Now, however, the roles are reversed and Washington owns most of Detroit. As such, the auto oligarchs are shaking in their wood-panelled offices and crying in their parked private jets.
And they should.
Would you expect to keep your job if the company you ran lost $82 billion since 2004, had its marketshare hacksawed from 33 per cent to 18 and its stock price from over $70 to $4 while the biggest brainstorm you had to quell the growing calamity was the Hummer?
Only Wall Street bankers and Capitol Hill lawmakers can sport such a sorry record and still keep their jobs.
President Obama’s canning the GM chief should give us a hope that he might have the courage to reverse the Big Biz takeover of government that makes you and me mostly powerless, and increasingly poor, functionaries of that buyout rather than individual owners of a shared democracy.
Indeed, writes Simon Johnson in the May issue of The Atlantic, America’s future lies with bold, new leaders pushing Washington to clean up the mess it helped create. (The story is at http://www.theatlantic.com/doc/200905/imf-advice.)

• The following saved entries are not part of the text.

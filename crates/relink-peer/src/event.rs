use std::net::SocketAddr;

use relink_protocol::packet::{DisconnectReason, RejectReason};

/// Events surfaced from the peer's tick loop to the application.
///
/// Terminal events fire exactly once per connection: a connection produces
/// either one `Connected` eventually followed by one `Disconnected`, or a
/// single `ConnectionFailed`. All three delivery modes surface payloads as
/// `Data`; notify fates are reported through the token returned at send
/// time instead of an event.
#[derive(Debug, Clone, PartialEq, Eq)]
pub enum PeerEvent {
    /// The handshake with `addr` completed.
    Connected {
        /// Remote endpoint.
        addr: SocketAddr,
    },
    /// A connect attempt to `addr` failed; no connection exists.
    ConnectionFailed {
        /// Remote endpoint.
        addr: SocketAddr,
        /// Why the attempt failed.
        reason: RejectReason,
    },
    /// The established connection to `addr` ended.
    Disconnected {
        /// Remote endpoint.
        addr: SocketAddr,
        /// Why the connection ended.
        reason: DisconnectReason,
    },
    /// A payload arrived from `addr`.
    Data {
        /// Remote endpoint.
        addr: SocketAddr,
        /// The payload bytes, reassembled and in order for reliable
        /// traffic.
        payload: Vec<u8>,
    },
}
#![warn(missing_docs)]

//! relink-core: configuration, error types, buffer pooling and the raw
//! datagram transport trait shared by the rest of the workspace.

/// Configuration values for a peer and its connections.
pub mod config;
/// Error types used across the workspace.
pub mod error;
/// Reusable byte-buffer pool.
pub mod pool;
/// Raw datagram socket abstraction.
pub mod transport;

/// Constants shared across the workspace.
pub mod constants {
    /// Default maximum datagram size in bytes.
    ///
    /// Chosen to fit within a 1500 byte ethernet MTU after IP and UDP
    /// headers, with some slack for tunnelling overhead.
    pub const DEFAULT_MTU: usize = 1452;

    /// Default bit width of the ack/reliable sequence space.
    pub const DEFAULT_SEQUENCE_SIZE: u8 = 12;

    /// Maximum bit width of the sequence space (sequences are u16 on the wire).
    pub const MAX_SEQUENCE_SIZE: u8 = 16;
}

pub use config::Config;
pub use error::{DecodingErrorKind, ErrorKind, Result};
pub use pool::BufferPool;
pub use transport::Socket;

Johnson, most recently the chief economist for the International Monetary Fund, has swept up similar heaps of hubris around the world – Ukraine in 1994, Indonesia in 1997, Russia in 1998. The common thread to all the financial near collapses, he notes, was “oligarchs.”
“Typically, these countries are in a desperate economic situation for one simple reason – the powerful elites within them overreached in good times and took too many risks.” The government “and their private-sector allies commonly form a tight-knit oligarchy, running the country rather like a profit-seeking company in which they are controlling shareholders.”
Sooner or later “these masters of their mini-universe start making bigger and riskier bets. They reckon – correctly, in most cases – that their political connections will allow them to push onto the government any substantial problems that arise.”
While this is creepily similar to today’s Wall Street debacle, to anyone even half-awake in agriculture the last 20 years it’s just déj vu. Farmers and ranchers already know the costly consequences of agbiz oligarchs.
The oligarchs and their government partners have pushed market risk onto taxpayers (direct farm program payments averaged $9 billion per year in the early 1990s, since 2002, $15.6 billion); largely eliminated antitrust enforcement (the top four beef packers now control 83.5 per cent of the slaughter, the top three soybean crushers 80 per cent…) ensured global seed and fertilizer oligopolies and mostly watched as rural communities, as measured by health care, unemployment and poverty, fade.
The best chance to regain our nation and economy, suggests Johnson, is to fire oligarchs. And, he adds darkly, “Let us hope it is not then too late.”
He’s right; Wagoner ‘em and their Capitol Hill partners. Good grief, the folks who created this mess – and got rich doing it – won’t lead us out of it. Just ask a farmer or rancher.